Exercise prompt » If a line below includes the string "classes", copy it.

*** Source records ***

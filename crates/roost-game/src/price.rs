//! The merged price table
//!
//! One u8-keyed dictionary serves two purposes: "class" entries price a
//! mintable archetype and carry its permanent atk/def/spd boosts, "item"
//! entries price a consumable and carry instantaneous hp/energy heals. The
//! two share one flat wire record `{price, attr1, attr2, attr3}` and are
//! told apart purely by id range, so the tagged variants exist only above
//! the serialization boundary.

use indexmap::IndexMap;
use roost_cell::{dict, Cell, CellBuilder, CellError, CellSlice, DictValue};
use serde::{Deserialize, Serialize};

/// One whole coin in nano units
pub const NANO: u128 = 1_000_000_000;

/// Smallest id carrying consumable semantics; ids below are classes
pub const CONSUMABLE_ID_MIN: u8 = 45;

/// Key width of the price dictionary
const PRICE_KEY_BITS: u32 = 8;

/// Permanent stat boosts applied once at mint
#[derive(Debug, Clone, Copy, PartialEq, Eq, Serialize, Deserialize)]
pub struct ClassBoost {
    pub price: u128,
    pub atk: u16,
    pub def: u16,
    pub spd: u16,
}

/// Instantaneous heal applied at consumption
#[derive(Debug, Clone, Copy, PartialEq, Eq, Serialize, Deserialize)]
pub struct ItemHeal {
    pub price: u128,
    pub hp: u16,
    pub energy: u16,
}

/// A priced effect, classed by which id range its key falls in
#[derive(Debug, Clone, Copy, PartialEq, Eq, Serialize, Deserialize)]
pub enum PriceEntry {
    Class(ClassBoost),
    Item(ItemHeal),
}

impl PriceEntry {
    /// The coin price of this entry
    pub fn price(&self) -> u128 {
        match self {
            PriceEntry::Class(boost) => boost.price,
            PriceEntry::Item(heal) => heal.price,
        }
    }

    /// Rebuild the tagged variant from the flat record, keyed by id range
    fn from_record(id: u8, record: PriceRecord) -> Self {
        if id >= CONSUMABLE_ID_MIN {
            PriceEntry::Item(ItemHeal {
                price: record.price,
                hp: record.attr1,
                energy: record.attr2,
            })
        } else {
            PriceEntry::Class(ClassBoost {
                price: record.price,
                atk: record.attr1,
                def: record.attr2,
                spd: record.attr3,
            })
        }
    }
}

/// The flat wire record both variants share
#[derive(Debug, Clone, Copy, PartialEq, Eq, Serialize, Deserialize)]
pub struct PriceRecord {
    pub price: u128,
    pub attr1: u16,
    pub attr2: u16,
    pub attr3: u16,
}

impl From<&PriceEntry> for PriceRecord {
    fn from(entry: &PriceEntry) -> Self {
        match *entry {
            PriceEntry::Class(ClassBoost {
                price,
                atk,
                def,
                spd,
            }) => PriceRecord {
                price,
                attr1: atk,
                attr2: def,
                attr3: spd,
            },
            PriceEntry::Item(ItemHeal { price, hp, energy }) => PriceRecord {
                price,
                attr1: hp,
                attr2: energy,
                attr3: 0,
            },
        }
    }
}

impl DictValue for PriceRecord {
    fn store(&self, builder: &mut CellBuilder) -> std::result::Result<(), CellError> {
        builder.store_coins(self.price)?;
        builder.store_uint(self.attr1 as u64, 16)?;
        builder.store_uint(self.attr2 as u64, 16)?;
        builder.store_uint(self.attr3 as u64, 16)?;
        Ok(())
    }

    fn load(slice: &mut CellSlice<'_>) -> std::result::Result<Self, CellError> {
        Ok(Self {
            price: slice.load_coins()?,
            attr1: slice.load_uint(16)? as u16,
            attr2: slice.load_uint(16)? as u16,
            attr3: slice.load_uint(16)? as u16,
        })
    }
}

/// The full price table, keys unique across both id ranges
#[derive(Debug, Clone, PartialEq, Eq, Default, Serialize, Deserialize)]
pub struct PriceTable {
    entries: IndexMap<u8, PriceEntry>,
}

impl PriceTable {
    /// Create an empty table
    pub fn new() -> Self {
        Self::default()
    }

    /// Insert or replace an entry
    pub fn insert(&mut self, id: u8, entry: PriceEntry) {
        self.entries.insert(id, entry);
    }

    /// Look up an entry
    pub fn get(&self, id: u8) -> Option<&PriceEntry> {
        self.entries.get(&id)
    }

    /// Look up just the price
    pub fn price_of(&self, id: u8) -> Option<u128> {
        self.get(id).map(PriceEntry::price)
    }

    /// Replace the price of an existing entry, keeping its effects
    pub fn set_price(&mut self, id: u8, price: u128) -> bool {
        match self.entries.get_mut(&id) {
            Some(PriceEntry::Class(boost)) => {
                boost.price = price;
                true
            }
            Some(PriceEntry::Item(heal)) => {
                heal.price = price;
                true
            }
            None => false,
        }
    }

    /// Number of entries
    pub fn len(&self) -> usize {
        self.entries.len()
    }

    /// Check for the empty table
    pub fn is_empty(&self) -> bool {
        self.entries.is_empty()
    }

    /// Iterate entries in insertion order
    pub fn iter(&self) -> impl Iterator<Item = (u8, &PriceEntry)> {
        self.entries.iter().map(|(id, entry)| (*id, entry))
    }

    /// Serialize as a dictionary cell, keys ascending
    pub fn to_cell(&self) -> Result<Cell, CellError> {
        let records = self
            .entries
            .iter()
            .map(|(id, entry)| (*id as u64, PriceRecord::from(entry)));
        dict::serialize_dict(records, PRICE_KEY_BITS)
    }

    /// Parse from a dictionary cell, accepting any wire key order
    pub fn from_cell(cell: &Cell) -> Result<Self, CellError> {
        let mut table = Self::new();
        for (key, record) in dict::parse_dict::<PriceRecord>(cell, PRICE_KEY_BITS)? {
            let id = key as u8;
            table.insert(id, PriceEntry::from_record(id, record));
        }
        Ok(table)
    }

    /// The stock table: thirteen mintable classes and five consumables
    pub fn standard() -> Self {
        let mut table = Self::new();
        let class = |price: u128, atk, def, spd| PriceEntry::Class(ClassBoost { price, atk, def, spd });
        let item = |price: u128, hp, energy| PriceEntry::Item(ItemHeal { price, hp, energy });

        table.insert(8, class(NANO, 3, 0, 0));
        table.insert(6, class(NANO, 0, 3, 0));
        table.insert(5, class(NANO, 0, 0, 3));
        table.insert(7, class(NANO, 1, 1, 1));
        table.insert(9, class(0, 0, 0, 0));
        table.insert(37, class(5 * NANO, 5, 0, 0));
        table.insert(38, class(5 * NANO, 5, 0, 0));
        table.insert(39, class(5 * NANO, 5, 0, 0));
        table.insert(40, class(5 * NANO, 0, 5, 0));
        table.insert(41, class(5 * NANO, 0, 5, 0));
        table.insert(42, class(5 * NANO, 0, 0, 5));
        table.insert(43, class(5 * NANO, 0, 0, 5));
        table.insert(44, class(20 * NANO, 3, 3, 3));

        table.insert(45, item(14 * NANO / 100, 100, 100));
        table.insert(46, item(5 * NANO / 100, 50, 0));
        table.insert(47, item(8 * NANO / 100, 100, 0));
        table.insert(48, item(5 * NANO / 100, 0, 50));
        table.insert(49, item(8 * NANO / 100, 0, 100));
        table
    }
}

*** End of Source records ***

Answer below »
/// Smallest id carrying consumable semantics; ids below are classes
    /// The stock table: thirteen mintable classes and five consumables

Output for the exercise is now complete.